_Aim of the exercise_. Identify every line in the records below that contains the word "CsvSupplier", and copy each of those lines.

_Extracted data_.

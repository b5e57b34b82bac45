use error_stack::{Report, ResultExt};

use crate::error::ReportError;
use crate::pipeline::Analysis;
use crate::report::Reporter;

/// Full analysis, rows included, as a JSON document for chart consumers.
pub struct JsonReporter {
    pub pretty: bool,
}

impl Reporter for JsonReporter {
    fn render(&self, analysis: &Analysis) -> Result<String, Report<ReportError>> {
        let rendered = if self.pretty {
            serde_json::to_string_pretty(analysis)
        } else {
            serde_json::to_string(analysis)
        };
        rendered
            .change_context(ReportError::Render)
            .attach_with(|| format!("ticker: {}", analysis.ticker))
    }
}
use std::fmt;

use chrono::{DateTime, Utc};
use error_stack::{Report, bail};
use serde::Serialize;

use crate::engine::IndicatorConfig;
use crate::error::AnalysisError;

/// Relative slack for the high/low envelope check. Adjusted prices are
/// products of two floats and can land a few ulps outside the raw range.
const ENVELOPE_TOLERANCE: f64 = 1e-6;

/// Bar sampling interval supported by the application.
///
/// String representations match the config file format (e.g. `"1d"`, `"1wk"`).
#[derive(Debug, Clone, Copy, PartialEq, Eq, Hash, Serialize)]
pub enum Interval {
    Min1,
    Min5,
    Min15,
    Min30,
    Hour1,
    Day1,
    Week1,
    Month1,
}

impl Interval {
    /// Parse a config-format string into an `Interval`.
    pub fn from_str(s: &str) -> Option<Self> {
        match s {
            "1m" => Some(Self::Min1),
            "5m" => Some(Self::Min5),
            "15m" => Some(Self::Min15),
            "30m" => Some(Self::Min30),
            "1h" => Some(Self::Hour1),
            "1d" => Some(Self::Day1),
            "1wk" => Some(Self::Week1),
            "1mo" => Some(Self::Month1),
            _ => None,
        }
    }

    /// Return the config-format string representation.
    pub fn as_str(self) -> &'static str {
        match self {
            Self::Min1 => "1m",
            Self::Min5 => "5m",
            Self::Min15 => "15m",
            Self::Min30 => "30m",
            Self::Hour1 => "1h",
            Self::Day1 => "1d",
            Self::Week1 => "1wk",
            Self::Month1 => "1mo",
        }
    }

    /// Return the Yahoo chart API `interval` query value.
    pub fn yahoo_interval(self) -> &'static str {
        match self {
            Self::Min1 => "1m",
            Self::Min5 => "5m",
            Self::Min15 => "15m",
            Self::Min30 => "30m",
            Self::Hour1 => "60m",
            Self::Day1 => "1d",
            Self::Week1 => "1wk",
            Self::Month1 => "1mo",
        }
    }
}

impl fmt::Display for Interval {
    fn fmt(&self, f: &mut fmt::Formatter<'_>) -> fmt::Result {
        write!(f, "{}", self.as_str())
    }
}

/// One trading session.
#[derive(Debug, Clone, Copy, PartialEq, Serialize)]
pub struct PriceBar {
    pub timestamp: DateTime<Utc>,
    pub open: f64,
    pub high: f64,
    pub low: f64,
    pub close: f64,
    pub volume: u64,
}

/// Chronologically ordered bars with unique timestamps.
///
/// Construction validates the invariants, so every `PriceSeries` in the
/// program is non-empty, strictly increasing and has sane prices.
#[derive(Debug, Clone, PartialEq)]
pub struct PriceSeries {
    bars: Vec<PriceBar>,
}

impl PriceSeries {
    pub fn new(bars: Vec<PriceBar>) -> Result<Self, Report<AnalysisError>> {
        if bars.is_empty() {
            bail!(AnalysisError::InsufficientData {
                required: 1,
                available: 0,
            });
        }

        for bar in &bars {
            check_bar(bar)?;
        }

        if let Some(pair) = bars.windows(2).find(|w| w[1].timestamp <= w[0].timestamp) {
            bail!(AnalysisError::MalformedInput {
                reason: format!(
                    "timestamps not strictly increasing: {} followed by {}",
                    pair[0].timestamp, pair[1].timestamp
                ),
            });
        }

        Ok(Self { bars })
    }

    pub fn bars(&self) -> &[PriceBar] {
        &self.bars
    }

    pub fn len(&self) -> usize {
        self.bars.len()
    }
}

fn check_bar(bar: &PriceBar) -> Result<(), Report<AnalysisError>> {
    let prices = [
        ("open", bar.open),
        ("high", bar.high),
        ("low", bar.low),
        ("close", bar.close),
    ];
    for (name, value) in prices {
        if !value.is_finite() || value <= 0.0 {
            bail!(AnalysisError::MalformedInput {
                reason: format!("{name} at {} is not a positive price: {value}", bar.timestamp),
            });
        }
    }

    let slack = bar.high * ENVELOPE_TOLERANCE;
    let inside = |v: f64| v >= bar.low - slack && v <= bar.high + slack;
    if bar.low > bar.high + slack || !inside(bar.open) || !inside(bar.close) {
        bail!(AnalysisError::MalformedInput {
            reason: format!(
                "bar at {} violates low <= open,close <= high (o={} h={} l={} c={})",
                bar.timestamp, bar.open, bar.high, bar.low, bar.close
            ),
        });
    }
    Ok(())
}

/// Column label as delivered by a data supplier.
#[derive(Debug, Clone, PartialEq, Eq)]
pub enum ColumnLabel {
    Single(String),
    /// Two-level label pairing the field name with a ticker symbol.
    Compound { field: String, ticker: String },
}

impl ColumnLabel {
    pub fn field(&self) -> &str {
        match self {
            Self::Single(field) => field,
            Self::Compound { field, .. } => field,
        }
    }
}

#[derive(Debug, Clone, PartialEq)]
pub struct RawRow {
    pub timestamp: DateTime<Utc>,
    pub values: Vec<Option<f64>>,
}

/// Untrusted tabular price data straight from a supplier.
#[derive(Debug, Clone, PartialEq)]
pub struct RawTable {
    pub ticker: String,
    pub labels: Vec<ColumnLabel>,
    pub rows: Vec<RawRow>,
}

/// A price bar with every derived indicator value for that row.
///
/// Fields are `None` before the indicator's warm-up and whenever the
/// indicator is disabled.
#[derive(Debug, Clone, Copy, PartialEq, Serialize)]
pub struct IndicatorRow {
    #[serde(flatten)]
    pub bar: PriceBar,
    pub sma_short: Option<f64>,
    pub sma_long: Option<f64>,
    pub ema_short: Option<f64>,
    pub ema_long: Option<f64>,
    pub bb_lower: Option<f64>,
    pub bb_mid: Option<f64>,
    pub bb_upper: Option<f64>,
    pub macd: Option<f64>,
    pub macd_hist: Option<f64>,
    pub macd_signal: Option<f64>,
    pub stoch_k: Option<f64>,
    pub stoch_d: Option<f64>,
    pub rsi: Option<f64>,
}

impl IndicatorRow {
    pub fn bare(bar: PriceBar) -> Self {
        Self {
            bar,
            sma_short: None,
            sma_long: None,
            ema_short: None,
            ema_long: None,
            bb_lower: None,
            bb_mid: None,
            bb_upper: None,
            macd: None,
            macd_hist: None,
            macd_signal: None,
            stoch_k: None,
            stoch_d: None,
            rsi: None,
        }
    }

    pub fn close(&self) -> f64 {
        self.bar.close
    }

    /// True when every indicator enabled in `config` is defined on this row.
    pub fn is_complete(&self, config: &IndicatorConfig) -> bool {
        config.missing_fields(self).is_empty()
    }
}

/// Fundamentals lookup for a ticker. Any field may be unknown.
#[derive(Debug, Clone, Default, PartialEq, Serialize)]
pub struct Profile {
    pub sector: Option<String>,
    pub pe_ratio: Option<f64>,
    pub market_cap: Option<f64>,
    pub fifty_two_week_high: Option<f64>,
}
mod config;
mod engine;
mod error;
mod indicator;
mod model;
mod normalize;
mod pipeline;
mod report;
mod scoring;
mod supplier;

use std::path::{Path, PathBuf};
use std::sync::Arc;

use chrono::NaiveDate;
use clap::Parser;
use derive_more::{Display, Error};
use error_stack::{Report, ResultExt};
use tokio_util::sync::CancellationToken;
use tracing::{info, warn};
use tracing_subscriber::EnvFilter;

use config::AppConfig;
use error::AnalysisError;
use pipeline::AnalysisConfig;
use report::{OutputFormat, Reporter};
use supplier::csv_file::CsvSupplier;
use supplier::yahoo::YahooSupplier;
use supplier::{HistoryQuery, PriceSupplier};

const DEFAULT_CONFIG_PATH: &str = "stock-signal.toml";

#[derive(Debug, Display, Error)]
pub enum AppError {
    #[display("configuration error")]
    Config,
    #[display("market data error")]
    Supplier,
    #[display("analysis error")]
    Analysis,
    #[display("report error")]
    Report,
    #[display("runtime error")]
    Runtime,
}

#[derive(Parser)]
#[command(
    name = "stock-signal",
    about = "Technical indicators and a signal score for stock tickers"
)]
struct Cli {
    /// Path to the TOML configuration file [default: stock-signal.toml if present]
    #[arg(short, long)]
    config: Option<PathBuf>,

    /// Ticker to analyze; repeat for several. Replaces `query.tickers`.
    #[arg(short, long = "ticker")]
    tickers: Vec<String>,

    /// First session to include (YYYY-MM-DD)
    #[arg(long)]
    start: Option<NaiveDate>,

    /// Day after the last session to include (YYYY-MM-DD)
    #[arg(long)]
    end: Option<NaiveDate>,

    /// Bar interval: 1m, 5m, 15m, 30m, 1h, 1d, 1wk, 1mo
    #[arg(short, long)]
    interval: Option<String>,

    /// Read prices from a yfinance CSV export instead of the network
    #[arg(long)]
    csv: Option<PathBuf>,

    /// Output format: text, json, json-compact
    #[arg(short, long, value_enum, default_value = "text")]
    format: OutputFormat,
}

#[tokio::main]
async fn main() {
    if let Err(report) = run().await {
        eprintln!("{report:?}");
        std::process::exit(1);
    }
}

async fn run() -> Result<(), Report<AppError>> {
    let cli = Cli::parse();
    let config = load_config(&cli)?;

    init_tracing(&config);

    // ── Supplier ──────────────────────────────────────────────────────────────
    let supplier: Arc<dyn PriceSupplier> = match &config.query.csv {
        Some(path) => Arc::new(CsvSupplier::new(path, config.query.tickers.len())),
        None => Arc::new(
            YahooSupplier::new(config.general.requests_per_second)
                .change_context(AppError::Supplier)?,
        ),
    };
    let analysis_config = Arc::new(config.analysis());
    let required_sessions =
        engine::required_bars(&analysis_config.indicators).change_context(AppError::Config)?;
    info!(
        supplier = supplier.name(),
        tickers = config.query.tickers.len(),
        required_sessions,
        "starting analysis"
    );

    let reporter: Arc<dyn Reporter> = Arc::from(report::reporter_for(cli.format));
    let fetch_profile = config.scoring.fundamentals.enabled;

    // ── Shutdown ──────────────────────────────────────────────────────────────
    let cancel = CancellationToken::new();
    let signal_cancel = cancel.clone();
    tokio::spawn(async move {
        if tokio::signal::ctrl_c().await.is_ok() {
            info!("ctrl+c received, cancelling");
            signal_cancel.cancel();
        }
    });

    // ── Per-ticker analysis ───────────────────────────────────────────────────
    // Every ticker runs concurrently; the supplier's limiter paces requests.
    let mut handles = Vec::new();
    for ticker in &config.query.tickers {
        let query = HistoryQuery {
            ticker: ticker.clone(),
            start: config.query.start,
            end: config.query.end,
            interval: config.interval(),
            auto_adjust: config.query.auto_adjust,
        };
        let supplier = Arc::clone(&supplier);
        let analysis_config = Arc::clone(&analysis_config);
        let reporter = Arc::clone(&reporter);
        let cancel = cancel.clone();

        let handle = tokio::spawn(async move {
            tokio::select! {
                result = analyze_ticker(
                    supplier.as_ref(),
                    &query,
                    fetch_profile,
                    &analysis_config,
                    reporter.as_ref(),
                ) => Some(result),
                _ = cancel.cancelled() => None,
            }
        });
        handles.push((ticker.clone(), handle));
    }

    let total = handles.len();
    let mut failed = 0;
    for (ticker, handle) in handles {
        let outcome = handle
            .await
            .change_context(AppError::Runtime)
            .attach_with(|| format!("ticker: {ticker}"))?;

        match outcome {
            Some(Ok(rendered)) => println!("{rendered}"),
            Some(Err(e)) => {
                failed += 1;
                log_failure(&ticker, &e);
            }
            None => {
                failed += 1;
                warn!(ticker = %ticker, "analysis cancelled");
            }
        }
    }

    info!(total, failed, "analysis complete");
    if total > 0 && failed == total {
        return Err(Report::new(AppError::Analysis).attach("every ticker failed"));
    }
    Ok(())
}

/// Explicit `--config` must exist; the default path is optional.
fn load_config(cli: &Cli) -> Result<AppConfig, Report<AppError>> {
    let mut config = match &cli.config {
        Some(path) => config::load(path).change_context(AppError::Config)?,
        None if Path::new(DEFAULT_CONFIG_PATH).exists() => {
            config::load(Path::new(DEFAULT_CONFIG_PATH)).change_context(AppError::Config)?
        }
        None => AppConfig::default(),
    };

    if !cli.tickers.is_empty() {
        config.query.tickers = cli.tickers.clone();
    }
    if cli.start.is_some() {
        config.query.start = cli.start;
    }
    if cli.end.is_some() {
        config.query.end = cli.end;
    }
    if let Some(interval) = &cli.interval {
        config.query.interval = interval.clone();
    }
    if let Some(csv) = &cli.csv {
        config.query.csv = Some(csv.display().to_string());
    }

    config::validate(&config).change_context(AppError::Config)?;
    if config.query.tickers.is_empty() {
        return Err(Report::new(AppError::Config)
            .attach("no tickers: pass --ticker or set query.tickers"));
    }
    Ok(config)
}

fn init_tracing(config: &AppConfig) {
    let filter = EnvFilter::new(&config.general.log_level);
    match config.general.log_format.as_str() {
        "json" => {
            tracing_subscriber::fmt()
                .json()
                .with_env_filter(filter)
                .with_writer(std::io::stderr)
                .init();
        }
        _ => {
            tracing_subscriber::fmt()
                .with_env_filter(filter)
                .with_writer(std::io::stderr)
                .init();
        }
    }
}

async fn analyze_ticker(
    supplier: &dyn PriceSupplier,
    query: &HistoryQuery,
    fetch_profile: bool,
    config: &AnalysisConfig,
    reporter: &dyn Reporter,
) -> Result<String, Report<AppError>> {
    info!(
        supplier = supplier.name(),
        ticker = %query.ticker,
        interval = %query.interval,
        "fetching price history"
    );
    let table = supplier
        .fetch_history(query)
        .await
        .change_context(AppError::Supplier)?;

    // Fundamentals are optional input; a failed lookup only disables that rule.
    let profile = if fetch_profile {
        match supplier.fetch_profile(&query.ticker).await {
            Ok(profile) => Some(profile),
            Err(e) => {
                warn!(ticker = %query.ticker, error = ?e, "profile fetch failed (continuing)");
                None
            }
        }
    } else {
        None
    };

    let analysis = pipeline::analyze(&table, profile.as_ref(), config)
        .change_context(AppError::Analysis)
        .attach_with(|| format!("ticker: {}", query.ticker))?;

    reporter.render(&analysis).change_context(AppError::Report)
}

fn log_failure(ticker: &str, report: &Report<AppError>) {
    let short_history = report
        .downcast_ref::<AnalysisError>()
        .is_some_and(AnalysisError::is_short_history);
    if short_history {
        warn!(
            ticker,
            error = ?report,
            "not enough history; widen the date range or use a shorter interval"
        );
    } else {
        warn!(ticker, error = ?report, "analysis failed");
    }
}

_Result of the task_.
use supplier::csv_file::CsvSupplier;
        Some(path) => Arc::new(CsvSupplier::new(path, config.query.tickers.len())),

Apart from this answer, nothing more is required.